[Saved data entries]
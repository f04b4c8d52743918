//! Circular amount selection.
//!
//! A drag on a circular track is turned into an amount within a
//! [`SelectionRange`]. The top of the circle is 0°, angles grow clockwise, and a
//! full turn corresponds to the maximum amount. The arc between
//! [`DEAD_ZONE_START`] and the minimum-due marker cannot be selected: a drag
//! that lands there snaps to the marker or to the full amount, depending on
//! which half of the circle the dial was on before the drag.

use crate::domain::bill::Bill;
use crate::domain::money::Money;
use crate::error::{PaymentError, Result};
use rust_decimal::prelude::{FromPrimitive, ToPrimitive};
use rust_decimal::Decimal;
use tracing::trace;

/// Angle, in degrees, where the dead zone before full closure begins.
pub const DEAD_ZONE_START: f64 = 355.0;
pub const FULL_TURN: f64 = 360.0;
const HALF_TURN: f64 = 180.0;

/// Bounds of what the selector may produce.
///
/// Always satisfies `minimum <= minimum_due <= maximum`.
#[derive(Debug, Clone, Copy, PartialEq, Eq)]
pub struct SelectionRange {
    minimum: Money,
    minimum_due: Money,
    maximum: Money,
    span: Decimal,
}

impl SelectionRange {
    pub fn new(minimum: Money, minimum_due: Money, maximum: Money) -> Result<Self> {
        if maximum < minimum {
            return Err(PaymentError::InvalidRange(format!(
                "maximum {} is below minimum {}",
                maximum, minimum
            )));
        }
        if minimum_due < minimum || minimum_due > maximum {
            return Err(PaymentError::InvalidRange(format!(
                "minimum due {} is outside [{}, {}]",
                minimum_due, minimum, maximum
            )));
        }
        let span = maximum.checked_sub(minimum).ok_or_else(|| {
            PaymentError::InvalidRange(format!(
                "span from {} to {} is out of range",
                minimum, maximum
            ))
        })?;
        Ok(Self {
            minimum,
            minimum_due,
            maximum,
            span: span.value(),
        })
    }

    /// The dial range used to pay `bill`: from zero up to the full amount.
    pub fn for_bill(bill: &Bill) -> Result<Self> {
        Self::new(Money::ZERO, bill.minimum_due, bill.amount.as_money())
    }

    pub fn minimum(&self) -> Money {
        self.minimum
    }

    pub fn minimum_due(&self) -> Money {
        self.minimum_due
    }

    pub fn maximum(&self) -> Money {
        self.maximum
    }

    /// Normalized position of `amount` in the range, `0` for an empty range.
    pub fn progress(&self, amount: Money) -> f64 {
        if self.maximum <= self.minimum {
            return 0.0;
        }
        amount
            .checked_sub(self.minimum)
            .and_then(|offset| offset.value().checked_div(self.span))
            .and_then(|ratio| ratio.to_f64())
            .unwrap_or(0.0)
    }

    /// Inverse of [`progress`](Self::progress), rounded to cents and clamped to
    /// the range. `None` when `progress` has no decimal representation.
    pub fn amount_for_progress(&self, progress: f64) -> Option<Money> {
        let progress = Decimal::from_f64(progress)?;
        let offset = progress.checked_mul(self.span)?;
        let amount = self.minimum.checked_add(Money::new(offset))?.round_to_cents();
        Some(amount.clamp(self.minimum, self.maximum))
    }

    pub fn minimum_due_angle(&self) -> f64 {
        angle_for(self.progress(self.minimum_due))
    }

    /// True when `angle` lies on the arc that cannot be selected.
    pub fn in_dead_zone(&self, angle: f64) -> bool {
        angle > DEAD_ZONE_START || angle < self.minimum_due_angle()
    }
}

/// Angle on the dial for a progress value.
pub fn angle_for(progress: f64) -> f64 {
    progress * FULL_TURN
}

/// Angle of a pointer offset from the dial centre, in `[0, 360)`.
///
/// `dx` grows to the right and `dy` grows downward, so straight up is 0°.
pub fn pointer_angle(dx: f64, dy: f64) -> f64 {
    let angle = dy.atan2(dx).to_degrees() + 90.0;
    if angle < 0.0 { angle + FULL_TURN } else { angle }
}

/// The dial control state: a range, an optional drag limit and the current
/// selection.
///
/// `dial_angle` is where the handle was last put, before the drag limit was
/// applied. Snapping decides its direction from it, so a capped selection
/// still remembers which half of the circle the pointer is on.
#[derive(Debug, Clone, PartialEq)]
pub struct AmountSelector {
    range: SelectionRange,
    drag_limit: Option<Money>,
    selected: Money,
    dial_angle: f64,
}

impl AmountSelector {
    /// Starts at the minimum due.
    pub fn new(range: SelectionRange) -> Self {
        Self {
            range,
            drag_limit: None,
            selected: range.minimum_due,
            dial_angle: range.minimum_due_angle(),
        }
    }

    /// Caps the selectable amount, typically at the funding account balance.
    pub fn with_drag_limit(mut self, limit: Money) -> Self {
        self.set_drag_limit(Some(limit));
        self
    }

    pub fn set_drag_limit(&mut self, limit: Option<Money>) {
        self.drag_limit = limit;
        self.selected = self.clamp(self.selected);
    }

    pub fn range(&self) -> &SelectionRange {
        &self.range
    }

    pub fn drag_limit(&self) -> Option<Money> {
        self.drag_limit
    }

    pub fn selected(&self) -> Money {
        self.selected
    }

    pub fn progress(&self) -> f64 {
        self.range.progress(self.selected)
    }

    /// Angle of the handle for the current selection.
    pub fn angle(&self) -> f64 {
        angle_for(self.progress())
    }

    /// Last angle the dial was moved to, ignoring the drag limit.
    pub fn dial_angle(&self) -> f64 {
        self.dial_angle
    }

    /// Highest amount the control will publish.
    pub fn ceiling(&self) -> Money {
        match self.drag_limit {
            Some(limit) => limit.clamp(self.range.minimum, self.range.maximum),
            None => self.range.maximum,
        }
    }

    fn clamp(&self, amount: Money) -> Money {
        amount.clamp(self.range.minimum, self.ceiling())
    }

    /// Replaces the selection from outside the dial, clamped to the range.
    pub fn set_amount(&mut self, amount: Money) -> Money {
        self.selected = self.clamp(amount);
        self.dial_angle = self.angle();
        self.selected
    }

    /// Processes a drag event at an offset from the dial centre.
    pub fn drag_to(&mut self, dx: f64, dy: f64) -> Money {
        self.select_angle(pointer_angle(dx, dy))
    }

    /// Moves the handle to `angle` degrees and returns the published amount.
    pub fn select_angle(&mut self, angle: f64) -> Money {
        if angle.is_nan() {
            return self.selected;
        }

        let (amount, dial_angle) = if self.range.in_dead_zone(angle) {
            if self.dial_angle < HALF_TURN {
                trace!(angle, "dial snapped to minimum due");
                (self.range.minimum_due, self.range.minimum_due_angle())
            } else {
                trace!(angle, "dial snapped to full amount");
                (self.range.maximum, FULL_TURN)
            }
        } else {
            match self.range.amount_for_progress(angle / FULL_TURN) {
                Some(amount) => (amount, angle),
                None => return self.selected,
            }
        };

        self.dial_angle = dial_angle;
        self.selected = self.clamp(amount);
        self.selected
    }
}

What you need to do:
How many lines of the entries contain the word "that"? Only the number is wanted.

Result of the task:
2